This study addresses the challenges in femoral osteotomy surgery, where preoperative plans are difficult to execute accurately due to insufficient precision, high invasiveness of existing techniques, and excessive intraoperative radiation exposure. To overcome these limitations, the authors propose a novel approach that integrates preoperative CT-based planning with a high-precision rigid X-ray-to-CT registration method requiring only two intraoperative X-ray images, combined with electromagnetic tracking for fluoroscopy-free real-time navigation. Leveraging a one-time C-arm calibration, the method achieved a mean total angular error of 3.05° across 18 synthetic femur experiments—significantly outperforming freehand execution (6.32°) and consistently remaining below the 5° clinical acceptability threshold. The accuracy rivals that of patient-specific instrumentation while substantially reducing both radiation exposure and surgical invasiveness.

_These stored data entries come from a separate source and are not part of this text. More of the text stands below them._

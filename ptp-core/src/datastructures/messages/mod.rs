//! The ten PTP message types and their pack/unpack (§4.1).

mod announce;
mod delay_req;
mod delay_resp;
mod follow_up;
mod header;
mod p_delay_req;
mod p_delay_resp;
mod p_delay_resp_follow_up;
mod sync;

pub use announce::AnnounceMessage;
pub use delay_req::DelayReqMessage;
pub use delay_resp::DelayRespMessage;
pub use follow_up::FollowUpMessage;
pub use header::{FlagField, Header, HEADER_LEN};
pub use p_delay_req::PDelayReqMessage;
pub use p_delay_resp::PDelayRespMessage;
pub use p_delay_resp_follow_up::PDelayRespFollowUpMessage;
pub use sync::SyncMessage;

use super::WireFormatError;

/// The `messageType` nibble of the header.
#[derive(Debug, Clone, Copy, PartialEq, Eq, Hash)]
#[repr(u8)]
pub enum MessageType {
    Sync = 0x0,
    DelayReq = 0x1,
    PDelayReq = 0x2,
    PDelayResp = 0x3,
    FollowUp = 0x8,
    DelayResp = 0x9,
    PDelayRespFollowUp = 0xA,
    Announce = 0xB,
    Signaling = 0xC,
    Management = 0xD,
}

pub struct UnknownMessageType;

impl TryFrom<u8> for MessageType {
    type Error = UnknownMessageType;

    fn try_from(value: u8) -> Result<Self, Self::Error> {
        use MessageType::*;
        Ok(match value {
            0x0 => Sync,
            0x1 => DelayReq,
            0x2 => PDelayReq,
            0x3 => PDelayResp,
            0x8 => FollowUp,
            0x9 => DelayResp,
            0xA => PDelayRespFollowUp,
            0xB => Announce,
            0xC => Signaling,
            0xD => Management,
            _ => return Err(UnknownMessageType),
        })
    }
}

impl MessageType {
    pub const fn to_primitive(self) -> u8 {
        self as u8
    }

    /// True for event (time-critical, port 319) messages.
    pub const fn is_event(self) -> bool {
        matches!(
            self,
            MessageType::Sync
                | MessageType::DelayReq
                | MessageType::PDelayReq
                | MessageType::PDelayResp
        )
    }

    /// The `controlField` byte legacy PTPv1 receivers use to classify a
    /// message; PTPv2-only receivers should ignore it, but we still set it
    /// correctly, as `ptpd` does, for interoperability with mixed networks.
    pub const fn control_field(self) -> u8 {
        match self {
            MessageType::Sync => 0x00,
            MessageType::DelayReq => 0x01,
            MessageType::FollowUp => 0x02,
            MessageType::DelayResp => 0x03,
            MessageType::Management => 0x04,
            _ => 0x05,
        }
    }
}

/// A decoded header plus its body, as handed to a port's dispatch logic.
#[derive(Debug, Clone, PartialEq, Eq)]
pub enum MessageBody {
    Sync(SyncMessage),
    DelayReq(DelayReqMessage),
    PDelayReq(PDelayReqMessage),
    PDelayResp(PDelayRespMessage),
    FollowUp(FollowUpMessage),
    DelayResp(DelayRespMessage),
    PDelayRespFollowUp(PDelayRespFollowUpMessage),
    Announce(AnnounceMessage),
}

/// Decode the header and, based on its `message_type`, the matching body.
///
/// Returns `None` for Signaling/Management, which are accepted by the codec
/// (so the header check and discard path still apply) but have no body type
/// defined by this crate: management is explicitly out of scope (`spec.md`
/// §1) beyond what the state machines require.
pub fn decode(buffer: &[u8]) -> Result<(Header, Option<MessageBody>), WireFormatError> {
    use crate::datastructures::WireFormat;

    let header = Header::deserialize(buffer)?;
    let body_buf = buffer.get(HEADER_LEN..).unwrap_or(&[]);

    let body = match header.message_type {
        MessageType::Sync => Some(MessageBody::Sync(SyncMessage::deserialize_content(body_buf)?)),
        MessageType::DelayReq => Some(MessageBody::DelayReq(DelayReqMessage::deserialize_content(
            body_buf,
        )?)),
        MessageType::PDelayReq => Some(MessageBody::PDelayReq(
            PDelayReqMessage::deserialize_content(body_buf)?,
        )),
        MessageType::PDelayResp => Some(MessageBody::PDelayResp(
            PDelayRespMessage::deserialize_content(body_buf)?,
        )),
        MessageType::FollowUp => Some(MessageBody::FollowUp(FollowUpMessage::deserialize_content(
            body_buf,
        )?)),
        MessageType::DelayResp => Some(MessageBody::DelayResp(
            DelayRespMessage::deserialize_content(body_buf)?,
        )),
        MessageType::PDelayRespFollowUp => Some(MessageBody::PDelayRespFollowUp(
            PDelayRespFollowUpMessage::deserialize_content(body_buf)?,
        )),
        MessageType::Announce => Some(MessageBody::Announce(AnnounceMessage::deserialize_content(
            body_buf,
        )?)),
        MessageType::Signaling | MessageType::Management => None,
    };

    Ok((header, body))
}

#[cfg(test)]
mod tests {
    use super::*;

    #[test]
    fn message_type_roundtrip() {
        for raw in [0x0u8, 0x1, 0x2, 0x3, 0x8, 0x9, 0xA, 0xB, 0xC, 0xD] {
            let ty = MessageType::try_from(raw).unwrap();
            assert_eq!(ty.to_primitive(), raw);
        }
        assert!(MessageType::try_from(0x4).is_err());
    }
}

Accurate execution of preoperative plans in corrective femoral osteotomies remains challenging. Current techniques are limited by variable accuracy, invasiveness, and radiation exposure, with free-hand methods and patient-specific instrumentation (PSI) often requiring >30 and >6 fluoroscopic images, respectively. We present an integrated, electromagnetic tracking (EMT)-based navigation system for femoral osteotomies that minimizes dissection and intraoperative fluoroscopy. The system couples CT-based preoperative planning with one-time intraoperative C-arm calibration and accurate X-ray-to-CT registration from two fluoroscopic images acquired at initialization. This enables real-time, fluoroscopy-free EMT navigation of the saw blade and bone fragments relative to the preoperative plan, and is compatible with uniplanar and biplanar osteotomies. In a feasibility study using 18 synthetic femora, EMT guidance significantly outperformed free-hand execution in total angular error ($(3.05 \pm 0.75)^\circ$ vs.\ $(6.32 \pm 2.36)^\circ$, $p=0.031$), assuming the same minimal surgical exposure for both. No EMT-guided trials exceeded the >5° clinical threshold, whereas free-hand produced 4 outliers of 6 trials. The system achieved statistical equivalence ($\pm 2^\circ$, $\pm 2,\text{mm}$) to PSI for total angular ($p \le 0.02$) and total translational ($p=0.048$) errors, with no significant differences in user questionnaire scores. By transferring preoperative plans using only two fluoroscopic images while matching PSI accuracy without additional surgical exposure, the proposed system motivates subsequent cadaveric and clinical validation.